__What to do__
For the records below, tally the lines that contain "PartialEq" and give only that number.

Data for processing section start

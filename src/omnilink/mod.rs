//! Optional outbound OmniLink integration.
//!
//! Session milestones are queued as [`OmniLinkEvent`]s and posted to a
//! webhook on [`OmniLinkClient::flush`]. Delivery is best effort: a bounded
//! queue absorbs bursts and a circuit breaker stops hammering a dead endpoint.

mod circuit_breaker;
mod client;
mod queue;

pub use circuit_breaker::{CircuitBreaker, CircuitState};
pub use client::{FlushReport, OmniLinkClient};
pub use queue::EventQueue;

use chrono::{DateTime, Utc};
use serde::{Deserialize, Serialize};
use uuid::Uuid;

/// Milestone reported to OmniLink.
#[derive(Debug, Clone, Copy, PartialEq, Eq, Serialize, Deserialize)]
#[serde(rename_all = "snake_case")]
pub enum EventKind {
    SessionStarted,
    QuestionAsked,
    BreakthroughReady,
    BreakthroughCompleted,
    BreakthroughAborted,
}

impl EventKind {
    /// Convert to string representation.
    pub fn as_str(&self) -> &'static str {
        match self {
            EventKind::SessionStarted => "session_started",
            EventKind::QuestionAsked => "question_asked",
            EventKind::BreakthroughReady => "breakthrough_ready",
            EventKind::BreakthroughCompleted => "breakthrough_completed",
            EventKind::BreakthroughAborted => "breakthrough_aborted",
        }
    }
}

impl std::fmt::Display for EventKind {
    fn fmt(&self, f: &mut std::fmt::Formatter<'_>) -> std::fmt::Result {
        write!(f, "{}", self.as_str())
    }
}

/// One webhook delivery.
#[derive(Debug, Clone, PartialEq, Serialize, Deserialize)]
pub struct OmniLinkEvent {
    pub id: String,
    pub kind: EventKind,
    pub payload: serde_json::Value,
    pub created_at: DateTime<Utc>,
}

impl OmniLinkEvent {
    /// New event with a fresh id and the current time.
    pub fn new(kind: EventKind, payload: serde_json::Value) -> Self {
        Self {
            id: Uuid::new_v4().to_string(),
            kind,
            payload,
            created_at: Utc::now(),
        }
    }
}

Data for processing section end

__Response area__
2